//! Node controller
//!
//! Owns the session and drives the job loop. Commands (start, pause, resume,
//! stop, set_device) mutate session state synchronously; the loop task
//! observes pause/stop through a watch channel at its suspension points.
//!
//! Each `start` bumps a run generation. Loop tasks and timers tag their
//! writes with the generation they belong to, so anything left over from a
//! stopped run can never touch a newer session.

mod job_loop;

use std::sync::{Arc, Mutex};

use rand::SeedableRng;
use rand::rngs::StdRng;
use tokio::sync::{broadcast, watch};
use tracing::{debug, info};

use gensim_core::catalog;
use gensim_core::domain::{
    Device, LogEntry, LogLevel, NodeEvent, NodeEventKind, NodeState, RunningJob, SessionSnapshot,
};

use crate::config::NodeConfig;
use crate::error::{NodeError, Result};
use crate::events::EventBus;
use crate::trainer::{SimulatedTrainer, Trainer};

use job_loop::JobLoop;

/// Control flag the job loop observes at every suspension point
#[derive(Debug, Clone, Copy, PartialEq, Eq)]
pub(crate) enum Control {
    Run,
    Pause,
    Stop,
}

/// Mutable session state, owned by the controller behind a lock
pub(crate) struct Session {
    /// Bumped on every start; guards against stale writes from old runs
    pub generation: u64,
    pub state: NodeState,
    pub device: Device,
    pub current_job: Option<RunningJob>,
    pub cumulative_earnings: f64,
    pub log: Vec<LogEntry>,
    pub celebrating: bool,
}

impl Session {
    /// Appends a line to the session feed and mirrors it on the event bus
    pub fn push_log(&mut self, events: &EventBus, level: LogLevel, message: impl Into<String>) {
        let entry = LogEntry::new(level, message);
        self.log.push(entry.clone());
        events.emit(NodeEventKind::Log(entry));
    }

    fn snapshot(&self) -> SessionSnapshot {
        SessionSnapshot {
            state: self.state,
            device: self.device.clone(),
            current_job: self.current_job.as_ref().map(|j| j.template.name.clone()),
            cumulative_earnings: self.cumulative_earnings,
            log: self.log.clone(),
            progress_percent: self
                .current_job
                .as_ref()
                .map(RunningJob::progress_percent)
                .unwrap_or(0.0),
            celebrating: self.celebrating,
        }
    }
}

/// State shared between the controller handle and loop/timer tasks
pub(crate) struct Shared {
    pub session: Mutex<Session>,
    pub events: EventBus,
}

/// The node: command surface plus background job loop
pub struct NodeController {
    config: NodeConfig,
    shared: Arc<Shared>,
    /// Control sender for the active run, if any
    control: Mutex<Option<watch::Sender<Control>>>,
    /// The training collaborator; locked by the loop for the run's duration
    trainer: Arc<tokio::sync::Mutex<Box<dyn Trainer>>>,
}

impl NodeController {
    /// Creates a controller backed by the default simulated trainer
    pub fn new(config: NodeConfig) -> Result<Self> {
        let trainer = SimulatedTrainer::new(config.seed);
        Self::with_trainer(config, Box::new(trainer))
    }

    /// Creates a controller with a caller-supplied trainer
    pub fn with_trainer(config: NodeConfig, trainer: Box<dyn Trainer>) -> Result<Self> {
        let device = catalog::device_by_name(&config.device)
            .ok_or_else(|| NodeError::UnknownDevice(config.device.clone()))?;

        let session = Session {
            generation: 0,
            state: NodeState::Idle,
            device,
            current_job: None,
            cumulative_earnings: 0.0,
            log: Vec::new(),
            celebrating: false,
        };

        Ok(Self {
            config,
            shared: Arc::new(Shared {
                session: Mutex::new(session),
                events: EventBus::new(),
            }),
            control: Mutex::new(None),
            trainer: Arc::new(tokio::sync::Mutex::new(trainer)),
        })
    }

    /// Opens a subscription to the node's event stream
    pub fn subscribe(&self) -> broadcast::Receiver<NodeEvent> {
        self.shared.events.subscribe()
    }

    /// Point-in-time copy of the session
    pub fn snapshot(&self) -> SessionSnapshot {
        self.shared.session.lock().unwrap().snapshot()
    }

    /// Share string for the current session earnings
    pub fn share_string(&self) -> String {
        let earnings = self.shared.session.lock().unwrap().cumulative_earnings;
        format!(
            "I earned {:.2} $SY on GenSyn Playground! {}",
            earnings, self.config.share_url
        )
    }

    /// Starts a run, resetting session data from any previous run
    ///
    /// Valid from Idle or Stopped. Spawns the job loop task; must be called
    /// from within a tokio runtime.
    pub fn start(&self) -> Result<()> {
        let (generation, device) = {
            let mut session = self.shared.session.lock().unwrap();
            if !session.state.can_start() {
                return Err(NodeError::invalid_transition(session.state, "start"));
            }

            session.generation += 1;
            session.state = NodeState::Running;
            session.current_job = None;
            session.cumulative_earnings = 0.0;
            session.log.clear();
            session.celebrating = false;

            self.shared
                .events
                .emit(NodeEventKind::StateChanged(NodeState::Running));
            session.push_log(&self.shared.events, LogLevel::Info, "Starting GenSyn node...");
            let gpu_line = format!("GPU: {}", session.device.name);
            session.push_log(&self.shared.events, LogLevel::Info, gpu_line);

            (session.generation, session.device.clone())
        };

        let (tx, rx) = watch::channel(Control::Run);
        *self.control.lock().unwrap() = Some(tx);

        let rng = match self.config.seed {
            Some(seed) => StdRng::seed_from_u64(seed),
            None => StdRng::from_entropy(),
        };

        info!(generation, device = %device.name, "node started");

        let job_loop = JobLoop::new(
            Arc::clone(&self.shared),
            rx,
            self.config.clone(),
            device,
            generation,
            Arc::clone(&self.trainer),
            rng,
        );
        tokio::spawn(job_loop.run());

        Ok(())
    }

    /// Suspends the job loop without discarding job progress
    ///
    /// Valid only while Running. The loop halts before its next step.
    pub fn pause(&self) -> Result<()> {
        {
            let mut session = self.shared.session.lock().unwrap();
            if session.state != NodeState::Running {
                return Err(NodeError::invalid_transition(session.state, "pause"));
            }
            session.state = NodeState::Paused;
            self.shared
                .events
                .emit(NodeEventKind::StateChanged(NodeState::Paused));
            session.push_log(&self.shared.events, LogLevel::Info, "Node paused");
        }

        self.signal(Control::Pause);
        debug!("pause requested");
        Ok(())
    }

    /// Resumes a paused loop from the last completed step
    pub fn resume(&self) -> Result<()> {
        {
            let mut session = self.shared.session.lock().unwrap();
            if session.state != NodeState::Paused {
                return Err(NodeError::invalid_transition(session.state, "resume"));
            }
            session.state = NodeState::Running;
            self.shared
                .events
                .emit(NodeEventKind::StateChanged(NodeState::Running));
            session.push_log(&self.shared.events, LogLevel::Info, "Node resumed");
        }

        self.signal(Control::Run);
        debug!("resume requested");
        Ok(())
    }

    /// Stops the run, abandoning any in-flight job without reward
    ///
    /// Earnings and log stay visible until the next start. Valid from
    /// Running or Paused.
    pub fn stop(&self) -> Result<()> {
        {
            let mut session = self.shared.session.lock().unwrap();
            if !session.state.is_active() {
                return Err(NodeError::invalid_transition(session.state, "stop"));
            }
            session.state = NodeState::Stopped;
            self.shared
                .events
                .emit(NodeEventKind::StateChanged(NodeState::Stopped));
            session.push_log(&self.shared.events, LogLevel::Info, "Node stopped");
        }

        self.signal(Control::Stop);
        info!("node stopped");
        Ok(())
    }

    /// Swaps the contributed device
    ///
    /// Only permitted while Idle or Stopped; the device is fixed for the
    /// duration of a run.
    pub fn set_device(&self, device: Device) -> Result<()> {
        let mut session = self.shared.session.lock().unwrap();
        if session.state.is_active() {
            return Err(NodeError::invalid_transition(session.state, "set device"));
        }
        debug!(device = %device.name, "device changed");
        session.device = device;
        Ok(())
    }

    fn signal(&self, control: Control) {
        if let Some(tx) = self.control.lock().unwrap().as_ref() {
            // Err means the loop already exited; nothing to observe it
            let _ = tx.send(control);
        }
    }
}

- WHAT YOU ARE ASKED TO DO:
Copy out each line of the records above that includes "every".

- SOLUTION TO THE PROBLEM:
/// Control flag the job loop observes at every suspension point
    /// Bumped on every start; guards against stale writes from old runs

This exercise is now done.